Für den Berichtszeitraum 10.5.-8.8.2019 sind 56% (3.294) aller sicherheitsrelevanten Vorfälle bewaffnete Zusammenstöße gewesen; ein Rückgang um 7% im Vergleich zum Vorjahreswert. Sicherheitsrelevante Vorfälle bei denen improvisierte Sprengkörper verwendet wurden, verzeichneten eine Zunahme von 17%. Bei den Selbstmordattentaten konnte ein Rückgang von 44% verzeichnet werden. Die afghanischen Sicherheitskräfte führen gemeinsam mit internationalen Kräften, weiterhin eine hohe Anzahl von Luftangriffen durch: 506 Angriffe wurden im Berichtszeitraum verzeichnet – 57% mehr als im Vergleichszeitraum des Jahres 2018 (UNGASC 3.9.2019).
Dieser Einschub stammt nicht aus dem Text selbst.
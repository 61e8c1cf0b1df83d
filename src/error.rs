use std::fmt;

/// Errors surfaced by [`crate::assembler::RouteAssembler::assemble`].
///
/// Unresolvable expressions and duplicate path-variable bindings are not
/// errors; they degrade to fallbacks instead.
#[derive(Debug, Clone, PartialEq, Eq)]
pub enum RouteError {
    /// The annotation sits somewhere routes cannot come from (e.g. on a type
    /// instead of a method). Callers should skip the occurrence and go on.
    MalformedTarget {
        /// Qualified name of the offending annotation
        annotation: String,
        /// Where it was found
        location: String,
        reason: &'static str,
    },
}

impl fmt::Display for RouteError {
    fn fmt(&self, f: &mut fmt::Formatter<'_>) -> fmt::Result {
        match self {
            RouteError::MalformedTarget {
                annotation,
                location,
                reason,
            } => write!(f, "malformed target for @{annotation} at {location}: {reason}"),
        }
    }
}

impl std::error::Error for RouteError {}

impl RouteError {
    /// Stable short name used as a scan issue kind.
    #[must_use]
    pub fn kind(&self) -> &'static str {
        match self {
            RouteError::MalformedTarget { .. } => "MalformedTarget",
        }
    }
}
use serde::Serialize;
use thiserror::Error;

#[derive(Debug, Clone, PartialEq, Eq, Serialize)]
pub struct OrderView {
    pub id: u64,
    pub customer: String,
    pub product: String,
    pub qty: u32,
}

#[derive(Debug, Clone, PartialEq, Eq)]
pub struct NewOrder {
    pub customer: String,
    pub product: String,
    pub qty: u32,
}

#[derive(Debug, Error, PartialEq, Eq)]
pub enum OrderError {
    #[error("quantity must be at least 1")]
    ZeroQuantity,

    #[error("{0} must not be blank")]
    Blank(&'static str),

    #[error("request cancelled before it was stored")]
    Cancelled,
}

impl NewOrder {
    pub fn validate(&self) -> Result<(), OrderError> {
        if self.customer.trim().is_empty() {
            return Err(OrderError::Blank("customer"));
        }
        if self.product.trim().is_empty() {
            return Err(OrderError::Blank("product"));
        }
        if self.qty == 0 {
            return Err(OrderError::ZeroQuantity);
        }
        Ok(())
    }
}

/// One line of operator input, already parsed.
#[derive(Debug, Clone, PartialEq, Eq)]
pub enum Command {
    Create {
        customer: String,
        product: String,
        qty: u32,
    },
    Get {
        order_id: u64,
    },
    List,
}

#[derive(Debug, Error, PartialEq, Eq)]
pub enum ParseError {
    #[error("unbalanced quotes")]
    Unbalanced,

    #[error("unknown command '{0}'")]
    UnknownCommand(String),

    #[error("usage: {0}")]
    Usage(&'static str),

    #[error("{field} must be a non-negative integer, got '{value}'")]
    NotANumber { field: &'static str, value: String },
}

/// A command together with the input line it came from.
#[derive(Debug)]
pub struct Incoming {
    pub line: u64,
    pub command: Result<Command, ParseError>,
}

impl Incoming {
    /// True for commands that change the store.
    pub fn is_write(&self) -> bool {
        matches!(self.command, Ok(Command::Create { .. }))
    }
}
use std::fmt;

use async_trait::async_trait;

#[derive(Debug, Clone, Copy, PartialEq, Eq)]
pub enum ShutdownKind {
    Terminate,
    Interrupt,
    Hangup,
}

impl fmt::Display for ShutdownKind {
    fn fmt(&self, f: &mut fmt::Formatter<'_>) -> fmt::Result {
        let name = match self {
            Self::Terminate => "SIGTERM",
            Self::Interrupt => "SIGINT",
            Self::Hangup => "SIGHUP",
        };
        f.write_str(name)
    }
}

#[async_trait]
pub trait SignalHandler: Send + Sync + 'static {
    async fn wait_for_shutdown(&self) -> anyhow::Result<ShutdownKind>;
}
Im Gegensatz dazu, registrierte die Nichtregierungsorganisation INSO (International NGO Safety Organisation) für das Jahr 2018 landesweit 29.493 sicherheitsrelevante Vorfälle, welche auf NGOs Einfluss hatten. In den ersten acht Monaten des Jahres 2019 waren es 18.438 Vorfälle. Zu den gemeldeten Ereignissen zählten, beispielsweise geringfügige kriminelle Überfälle und Drohungen ebenso wie bewaffnete Angriffe und Bombenanschläge (INSO o.D.).

Folgender Tabelle kann die Anzahl an sicherheitsrelevanten Vorfällen pro Jahr im Zeitraum 2016-2018, sowie bis einschließlich August des Jahres 2019 entnommen werden:

Tab. 1: Anzahl sicherheitsrelevante Vorfälle in Afghanistan lt. INSO 2016-8.2019, monatlicher Überblick (Darstellung der Staatendokumentation beruhend auf INSO-Daten (INSO o.D.))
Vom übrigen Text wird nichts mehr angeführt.